I have a few "new" ligands in a structure that don't have the full discription in the distributed monomer libraries. I managed to creat the full discriptions and Refmac5 would take them, in the "Library" entry of CCP4i/Run Refmac5, and refined well. However, when I tried to use ARP/WARP 6.0 with the option "improvement of model by atoms update and refinement", where do I put the new *cif file I generated? The default lib of course failed when Refmac5 started. BTW, I am using CCP4i in version 4.2.1.
Arp/wARP 6.0 can read a REFMAC library file but only in 'solvent building' mode ('refmac parameters/use user defined library') - btw, that's where you can also choose to use TLS, one of my favorites these days.
Indeed it can not read a user defined library while "improvement of model by atoms update and refinement". The reason that we chose that is that when you use the above protocol we presume you have either a crude model to improve or a missing ligand that you want to see if it will appear or not. If the ligand is already modelled I would not use that protocol and would discourage people of using it, thus I chose not to give the option.
I am trying to refine a structure with some of the Cys residues oxidized
with one/two oxygen atoms. I looked around and found that these modified Cys
are referred to as CSX and CSW. Furthermore, there are minimal descriptions
for CSX and CSW in CCP4 lib.
I tried to refine my model with CSX, but Refmac complained that the lib is not complete.
I tried to use only Oxygen of CSX in a different residue name (say CS1) leaving Cys residue as normal, use LINK between Cys-SG and O-CS1, generate a library for CS1, and then use Refmac to refine. Still, error messages are:
In general there are three ways of using modified residues:
Some of the residues in the library have minimum description. I.e. only list of atoms, bonds and bond orders. When Refmac sees them it creates complete description and asks user to check and if satisfied to use it.

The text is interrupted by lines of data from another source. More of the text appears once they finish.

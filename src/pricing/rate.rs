use std::fmt;

use rust_decimal::Decimal;

use crate::error::DiscountError;

/// A fractional discount rate in the range `0..=1` (`0.2` = 20% off).
#[derive(Debug, Clone, Copy, PartialEq, Eq, PartialOrd, Ord, Hash)]
pub struct DiscountRate(Decimal);

impl DiscountRate {
    /// Creates a rate from a fraction.
    ///
    /// # Errors
    /// Returns [`DiscountError::InvalidRate`] if the fraction is outside `0..=1`.
    pub fn new(fraction: Decimal) -> Result<Self, DiscountError> {
        if fraction < Decimal::ZERO || fraction > Decimal::ONE {
            return Err(DiscountError::InvalidRate(fraction));
        }
        Ok(Self(fraction))
    }

    /// Creates a rate from a whole percentage, e.g. `percent(20)` for 20%.
    ///
    /// # Errors
    /// Returns [`DiscountError::InvalidRate`] for percentages above 100.
    pub fn percent(percent: u32) -> Result<Self, DiscountError> {
        Self::new(Decimal::new(i64::from(percent), 2))
    }

    // Used for compiled-in defaults, which are always <= 100.
    pub(crate) fn percent_clamped(percent: u32) -> Self {
        Self(Decimal::new(i64::from(percent.min(100)), 2))
    }

    pub fn fraction(&self) -> Decimal {
        self.0
    }
}

impl fmt::Display for DiscountRate {
    fn fmt(&self, f: &mut fmt::Formatter<'_>) -> fmt::Result {
        write!(f, "{}%", (self.0 * Decimal::ONE_HUNDRED).normalize())
    }
}

#[cfg(test)]
mod tests {
    use super::*;
    use rust_decimal_macros::dec;

    #[test]
    fn percent_builds_fraction() {
        assert_eq!(DiscountRate::percent(20).unwrap().fraction(), dec!(0.2));
        assert_eq!(DiscountRate::percent(0).unwrap().fraction(), dec!(0));
        assert_eq!(DiscountRate::percent(100).unwrap().fraction(), dec!(1));
    }

    #[test]
    fn out_of_range_rates_are_rejected() {
        assert!(DiscountRate::percent(101).is_err());
        assert!(DiscountRate::new(dec!(-0.1)).is_err());
        assert!(DiscountRate::new(dec!(1.0001)).is_err());
    }

    #[test]
    fn display_as_percentage() {
        assert_eq!(DiscountRate::percent(20).unwrap().to_string(), "20%");
        assert_eq!(DiscountRate::new(dec!(0.125)).unwrap().to_string(), "12.5%");
    }
}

- Use original residue and add modification on them and use MODRES record in the header. Modification should be defined in the library (user's library). It is good for one or two atom additions.
- Use LINK record to add a group and define link in the dictionary. LINK can handle complicated chemistry. It is my favourite as it leaves original residue in the pdb.
- Define residue in the dictionary and use it. If it is amino acid then it should have type L-peptide. For others like sugar, RNA/DNA there are types also.
I wish to claim that I have a certain molecule present in my active site that co purified with my protein (GTP as it happens).
My initial thought was I'll calculate an omit map, but my structure is
refined in refmac5 with TLS and some alternative conformations so to go to CNS to do a simulated annealing omit map is
quite a hassle and the Rfactors as a CNS model of my solution is much higher.
Would people believe maps out of refmac5 after say 20 cycles omitting the coordinates of the ligand? Is this the nearest CCP4 comes to an omit map?
The alternative I thought of is to go back to my original MR map (based on a structure with ligand removed) before any refinement.
Any suggestions welcome.
Answers fall into three camps:
- Shake up the coordinates a bit (with pdbset or moleman2), omit the ligand and run refmac for a few cycles.
- Use OMIT (CCP4 programme)
- Display some early unbiased map. Ideally refine the protein as far as you can without building in any ligand.
Oh and a suggestion to see if ARP/wARP puts atoms there (No guesses as to where that came from).
The last remark sparked the following:
That was NOT AT ALL what I suggested.
I was referring to an idea/approach (which indeed uses ARP/wARP) which is described for example nicely in:
'Questions about the structure of the botulinum neurotoxin B light chain in complex with a target peptide' by Bernhard Rupp, Brent Segelke in Nature Structural Biology 8, 663 - 664 (01 Aug 2001)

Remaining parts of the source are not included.